● **Problem**: Among the lines below, restate word for word only those from the line with "pub struct SlotLease" through the line with "occupying the slot.", with both end lines kept.

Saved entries
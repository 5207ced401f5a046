// src/backend/mod.rs

//! Backend Configuration State Machine.
//!
//! The state is the rendering backend recorded in the prefix's registry.
//! A transition to a new [`BackendChoice`] is planned purely by
//! [`plan_transition`]: an optional component install followed by a short
//! registry write. The session runs the two tasks in sequence.
//!
//! Hardware-based recommendations live in [`crate::host::gpu`] and are never
//! applied without an explicit transition.

pub mod registry;

use std::collections::BTreeSet;
use std::path::Path;
use std::time::Duration;

use tracing::debug;

use crate::exec::{CommandSpec, TaskSpec};
use crate::fs::FileSystem;
use crate::runtime::RuntimeDescriptor;
use crate::types::BackendChoice;

pub use registry::{parse_registry, read_user_registry, reg_add_args, RegValue, RegistryStore};

pub const DIRECT3D_KEY: &str = r"HKCU\Software\Wine\Direct3D";
pub const RENDERER_VALUE: &str = "renderer";
pub const MARKER_KEY: &str = r"HKCU\Software\Winepilot";
pub const MARKER_VALUE: &str = "backend";

/// Installed-components registry kept by the component tool in the prefix.
pub const COMPONENT_LOG: &str = "winetricks.log";

/// Renderer value written for `choice`.
pub fn renderer(choice: BackendChoice) -> &'static str {
    match choice {
        BackendChoice::PerformanceVulkan | BackendChoice::ComputeVulkan => "vulkan",
        BackendChoice::LegacyGl => "gl",
        BackendChoice::Software => "gdi",
    }
}

/// Components that must be present in the prefix before `choice` works.
pub fn required_components(choice: BackendChoice) -> &'static [&'static str] {
    match choice {
        BackendChoice::ComputeVulkan => &["vkd3d"],
        _ => &[],
    }
}

/// Components recorded as installed in `<prefix>/winetricks.log`.
pub fn installed_components(fs: &dyn FileSystem, prefix: &Path) -> BTreeSet<String> {
    let path = prefix.join(COMPONENT_LOG);
    match fs.read_to_string(&path) {
        Ok(contents) => contents
            .lines()
            .map(str::trim)
            .filter(|l| !l.is_empty() && !l.starts_with('#'))
            .map(str::to_lowercase)
            .collect(),
        Err(e) => {
            debug!(path = %path.display(), error = %e, "no installed-components log");
            BTreeSet::new()
        }
    }
}

/// Backend recorded in the registry, if any.
///
/// The marker distinguishes the two Vulkan variants; without it the
/// renderer value alone is interpreted.
pub fn current_backend(store: &RegistryStore) -> Option<BackendChoice> {
    if let Some(choice) = store
        .get(MARKER_KEY, MARKER_VALUE)
        .and_then(RegValue::as_str)
        .and_then(|s| s.parse().ok())
    {
        return Some(choice);
    }

    match store
        .get(DIRECT3D_KEY, RENDERER_VALUE)
        .and_then(RegValue::as_str)?
        .to_lowercase()
        .as_str()
    {
        "vulkan" => Some(BackendChoice::PerformanceVulkan),
        "gl" => Some(BackendChoice::LegacyGl),
        "gdi" | "no3d" => Some(BackendChoice::Software),
        _ => None,
    }
}

/// Tasks that move the prefix to `target`.
#[derive(Debug, Clone)]
pub struct TransitionPlan {
    pub target: BackendChoice,
    /// Required components not yet installed.
    pub missing: Vec<String>,
    /// Installs `missing`; `None` when nothing is missing.
    pub install: Option<TaskSpec>,
    /// Registry write recording the renderer and the marker.
    pub apply: TaskSpec,
}

/// Plan the transition to `target` given the installed-components set.
pub fn plan_transition(
    target: BackendChoice,
    installed: &BTreeSet<String>,
    runtime: &RuntimeDescriptor,
    component_tool: &str,
    install_timeout: Duration,
) -> TransitionPlan {
    let missing: Vec<String> = required_components(target)
        .iter()
        .filter(|c| !installed.contains(**c))
        .map(|c| c.to_string())
        .collect();

    let install = (!missing.is_empty()).then(|| {
        let args = std::iter::once("-q".to_string()).chain(missing.iter().cloned());
        TaskSpec::new(format!("install {} support", target))
            .step(CommandSpec::new(component_tool, args))
            .timeout(install_timeout)
    });

    let apply = TaskSpec::new(format!("switch backend to {target}"))
        .step(
            CommandSpec::runtime(
                runtime,
                reg_add_args(DIRECT3D_KEY, RENDERER_VALUE, &RegValue::Sz(renderer(target).to_string())),
            )
            .with_label(format!("set renderer = {}", renderer(target))),
        )
        .step(
            CommandSpec::runtime(
                runtime,
                reg_add_args(MARKER_KEY, MARKER_VALUE, &RegValue::Sz(target.as_str().to_string())),
            )
            .with_label(format!("record backend = {target}")),
        );

    TransitionPlan {
        target,
        missing,
        install,
        apply,
    }
}
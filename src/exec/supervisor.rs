// src/exec/supervisor.rs

//! Single-flight task engine.
//!
//! At most one task runs per engine. The slot is claimed synchronously in
//! [`TaskEngine::submit`] and released by the worker only after all
//! teardown work is finished, so a second submission never observes a
//! half-torn-down predecessor.
//!
//! Work that touches the prefix without being a task (resets, foreground
//! handoff, multi-task transitions) holds a [`SlotLease`] instead, which
//! refuses ordinary submissions for as long as it lives.

use std::path::{Path, PathBuf};
use std::sync::atomic::{AtomicU64, Ordering};
use std::sync::{Arc, Mutex, MutexGuard, PoisonError};

use tokio::sync::{mpsc, oneshot, watch};
use tracing::{debug, info};

use crate::config::EngineSettings;
use crate::errors::{Result, WinepilotError};
use crate::exec::handle::{LogStream, TaskHandle, TaskId, TaskReport, TaskState};
use crate::exec::spec::TaskSpec;
use crate::exec::task_runner::{run_task, Worker};
use crate::fs::FileSystem;
use crate::pe;
use crate::runtime::{ProcessEnvironment, RuntimeDescriptor};

#[derive(Debug)]
pub(crate) struct ActiveTask {
    pub id: TaskId,
    pub label: String,
    pub cancel: Option<oneshot::Sender<()>>,
    pub state: watch::Receiver<TaskState>,
    /// Set once the worker stops accepting cancellation.
    pub closing: bool,
}

/// Holder of a [`SlotLease`], as seen from inside the slot.
#[derive(Debug)]
pub(crate) struct LeaseEntry {
    pub id: TaskId,
    pub label: String,
    pub state: watch::Receiver<TaskState>,
}

#[derive(Debug, Default)]
pub(crate) struct SlotState {
    pub task: Option<ActiveTask>,
    pub lease: Option<LeaseEntry>,
}

impl SlotState {
    /// Identifier of whatever occupies the slot, task first.
    fn occupant(&self) -> Option<TaskId> {
        self.task
            .as_ref()
            .map(|t| t.id)
            .or_else(|| self.lease.as_ref().map(|l| l.id))
    }
}

/// Shared occupancy of the single execution slot.
#[derive(Debug, Clone, Default)]
pub(crate) struct Slot(Arc<Mutex<SlotState>>);

impl Slot {
    pub fn lock(&self) -> MutexGuard<'_, SlotState> {
        self.0.lock().unwrap_or_else(PoisonError::into_inner)
    }

    /// Stop accepting cancellation for task `id`. Returns `true` when a
    /// cancellation was already requested.
    pub fn close(&self, id: TaskId) -> bool {
        let mut guard = self.lock();
        match guard.task.as_mut() {
            Some(task) if task.id == id => {
                task.closing = true;
                task.cancel.is_none()
            }
            _ => false,
        }
    }

    /// Release the task part of the slot if it is still held by `id`.
    pub fn release(&self, id: TaskId) {
        let mut guard = self.lock();
        if guard.task.as_ref().is_some_and(|t| t.id == id) {
            guard.task = None;
        }
    }
}

/// Releases a task's slot when dropped, including while a worker unwinds.
pub(crate) struct SlotRelease {
    slot: Slot,
    id: TaskId,
}

impl SlotRelease {
    pub fn new(slot: Slot, id: TaskId) -> Self {
        Self { slot, id }
    }

    /// See [`Slot::close`].
    pub fn close(&self) -> bool {
        self.slot.close(self.id)
    }
}

impl Drop for SlotRelease {
    fn drop(&mut self) {
        self.slot.release(self.id);
    }
}

/// Exclusive hold on the slot for work that is not a task (resets, handoff,
/// multi-task transitions).
///
/// While a lease is held, [`TaskEngine::submit`] fails with `Busy`; only
/// [`TaskEngine::submit_leased`] with this lease may run tasks. Dropping the
/// lease frees the slot.
#[derive(Debug)]
pub struct SlotLease {
    id: TaskId,
    label: String,
    slot: Slot,
    state_tx: watch::Sender<TaskState>,
}

impl SlotLease {
    pub fn id(&self) -> TaskId {
        self.id
    }

    pub fn label(&self) -> &str {
        &self.label
    }
}

impl Drop for SlotLease {
    fn drop(&mut self) {
        {
            let mut guard = self.slot.lock();
            if guard.lease.as_ref().is_some_and(|l| l.id == self.id) {
                guard.lease = None;
            }
        }
        self.state_tx.send_replace(TaskState::Completed);
        debug!(lease = %self.id, label = %self.label, "slot lease released");
    }
}

/// Brief description of the task occupying the slot.
#[derive(Debug, Clone, PartialEq, Eq)]
pub struct ActiveTaskInfo {
    pub id: TaskId,
    pub label: String,
    pub state: TaskState,
}

/// Runs [`TaskSpec`]s against one runtime and prefix, one at a time.
#[derive(Debug, Clone)]
pub struct TaskEngine {
    runtime: Arc<RuntimeDescriptor>,
    prefix: PathBuf,
    env: Arc<ProcessEnvironment>,
    settings: EngineSettings,
    fs: Arc<dyn FileSystem>,
    slot: Slot,
    next_id: Arc<AtomicU64>,
}

impl TaskEngine {
    pub fn new(
        runtime: Arc<RuntimeDescriptor>,
        prefix: impl Into<PathBuf>,
        env: Arc<ProcessEnvironment>,
        settings: EngineSettings,
        fs: Arc<dyn FileSystem>,
    ) -> Self {
        Self {
            runtime,
            prefix: prefix.into(),
            env,
            settings,
            fs,
            slot: Slot::default(),
            next_id: Arc::new(AtomicU64::new(1)),
        }
    }

    pub fn runtime(&self) -> &RuntimeDescriptor {
        &self.runtime
    }

    pub fn prefix(&self) -> &Path {
        &self.prefix
    }

    pub fn environment(&self) -> &ProcessEnvironment {
        &self.env
    }

    pub fn settings(&self) -> &EngineSettings {
        &self.settings
    }

    pub fn filesystem(&self) -> &dyn FileSystem {
        self.fs.as_ref()
    }

    /// Start `spec` in the background.
    ///
    /// Must be called from within a Tokio runtime. Fails without spawning
    /// anything when `spec` has no steps, when its target is incompatible with
    /// the runtime, or when a task or lease holds the slot.
    pub fn submit(&self, spec: TaskSpec) -> Result<TaskHandle> {
        self.start(spec, None)
    }

    /// Start `spec` under `lease`. Fails with `Busy` only while one of the
    /// lease's own tasks is still running.
    pub fn submit_leased(&self, lease: &SlotLease, spec: TaskSpec) -> Result<TaskHandle> {
        self.start(spec, Some(lease.id))
    }

    /// Take the slot for work that is not a task.
    ///
    /// Fails with `Busy` when a task or another lease holds it.
    pub fn reserve(&self, label: impl Into<String>) -> Result<SlotLease> {
        let label = label.into();
        let mut guard = self.slot.lock();
        if let Some(occupant) = guard.occupant() {
            debug!(active = %occupant, %label, "refusing reservation while busy");
            return Err(WinepilotError::Busy(occupant));
        }

        let id = TaskId(self.next_id.fetch_add(1, Ordering::Relaxed));
        let (state_tx, state_rx) = watch::channel(TaskState::Running);
        guard.lease = Some(LeaseEntry {
            id,
            label: label.clone(),
            state: state_rx,
        });
        drop(guard);

        debug!(lease = %id, %label, "slot reserved");
        Ok(SlotLease {
            id,
            label,
            slot: self.slot.clone(),
            state_tx,
        })
    }

    fn start(&self, spec: TaskSpec, lease: Option<TaskId>) -> Result<TaskHandle> {
        if spec.steps.is_empty() {
            return Err(WinepilotError::InvalidTask(format!(
                "'{}' has no steps",
                spec.label
            )));
        }

        if let Some(target) = spec.target.as_deref() {
            pe::check_compatibility(self.fs.as_ref(), target, &self.runtime)?;
        }

        let mut guard = self.slot.lock();
        if let Some(active) = guard.task.as_ref() {
            debug!(active = %active.id, label = %spec.label, "refusing submission while busy");
            return Err(WinepilotError::Busy(active.id));
        }
        if let Some(held) = guard.lease.as_ref().filter(|l| Some(l.id) != lease) {
            debug!(lease = %held.id, label = %spec.label, "refusing submission while slot is reserved");
            return Err(WinepilotError::Busy(held.id));
        }

        let id = TaskId(self.next_id.fetch_add(1, Ordering::Relaxed));
        let (state_tx, state_rx) = watch::channel(TaskState::Pending);
        let (progress_tx, progress_rx) = watch::channel((0, spec.steps.len()));
        let (log_tx, log_rx) = mpsc::unbounded_channel();
        let (report_tx, report_rx) = oneshot::channel();
        let (cancel_tx, cancel_rx) = oneshot::channel();

        guard.task = Some(ActiveTask {
            id,
            label: spec.label.clone(),
            cancel: Some(cancel_tx),
            state: state_rx.clone(),
            closing: false,
        });
        drop(guard);

        state_tx.send_replace(TaskState::Running);
        info!(task = %id, label = %spec.label, steps = spec.steps.len(), "task accepted");

        let timeout = spec.timeout.unwrap_or(self.settings.default_timeout);
        let handle = TaskHandle::new(
            id,
            spec.label.clone(),
            state_rx,
            progress_rx,
            LogStream::new(log_rx),
            report_rx,
        );

        let worker = Worker {
            id,
            spec,
            timeout,
            runtime: Arc::clone(&self.runtime),
            prefix: self.prefix.clone(),
            env: Arc::clone(&self.env),
            settings: self.settings.clone(),
            fs: Arc::clone(&self.fs),
            slot: self.slot.clone(),
            state_tx,
            progress_tx,
            log_tx,
            report_tx,
        };
        tokio::spawn(run_task(worker, cancel_rx));

        Ok(handle)
    }

    /// Request cancellation of the task behind `handle`.
    ///
    /// Returns `false` when that task is no longer active or is already
    /// publishing its outcome. Repeated requests are harmless; the terminal
    /// state is observed through the handle.
    pub fn cancel(&self, handle: &TaskHandle) -> bool {
        self.cancel_id(handle.id())
    }

    /// Same as [`TaskEngine::cancel`], by identifier.
    pub fn cancel_id(&self, id: TaskId) -> bool {
        let mut guard = self.slot.lock();
        match guard.task.as_mut() {
            Some(active) if active.id == id && !active.closing => {
                if let Some(tx) = active.cancel.take() {
                    info!(task = %id, "cancellation requested");
                    let _ = tx.send(());
                }
                true
            }
            _ => false,
        }
    }

    /// Cancel whatever task is running, if anything. Leases are not
    /// cancellable.
    pub fn cancel_active(&self) -> Option<TaskId> {
        let id = self.slot.lock().task.as_ref().map(|t| t.id)?;
        self.cancel_id(id).then_some(id)
    }

    /// Wait for `handle` to reach a terminal state.
    pub async fn await_task(&self, handle: TaskHandle) -> TaskReport {
        handle.wait().await
    }

    pub fn is_busy(&self) -> bool {
        self.slot.lock().occupant().is_some()
    }

    /// The running task, or the lease holding the slot.
    pub fn active_task(&self) -> Option<ActiveTaskInfo> {
        let guard = self.slot.lock();
        if let Some(t) = guard.task.as_ref() {
            return Some(ActiveTaskInfo {
                id: t.id,
                label: t.label.clone(),
                state: t.state.borrow().clone(),
            });
        }
        guard.lease.as_ref().map(|l| ActiveTaskInfo {
            id: l.id,
            label: l.label.clone(),
            state: l.state.borrow().clone(),
        })
    }

    /// Wait until neither a task nor a lease holds the slot.
    pub async fn wait_idle(&self) {
        loop {
            let state = {
                let guard = self.slot.lock();
                guard
                    .task
                    .as_ref()
                    .map(|t| t.state.clone())
                    .or_else(|| guard.lease.as_ref().map(|l| l.state.clone()))
            };
            // Terminal state is published after the slot is released.
            let Some(mut state) = state else { return };
            let _ = state.wait_for(TaskState::is_terminal).await;
        }
    }
}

● **Answer to this exercise**:
pub struct SlotLease {
    id: TaskId,
    label: String,
    slot: Slot,
    state_tx: watch::Sender<TaskState>,
}

impl SlotLease {
    pub fn id(&self) -> TaskId {
        self.id
    }

    pub fn label(&self) -> &str {
        &self.label
    }
}

impl Drop for SlotLease {
    fn drop(&mut self) {
        {
            let mut guard = self.slot.lock();
            if guard.lease.as_ref().is_some_and(|l| l.id == self.id) {
                guard.lease = None;
            }
        }
        self.state_tx.send_replace(TaskState::Completed);
        debug!(lease = %self.id, label = %self.label, "slot lease released");
    }
}

/// Brief description of the task occupying the slot.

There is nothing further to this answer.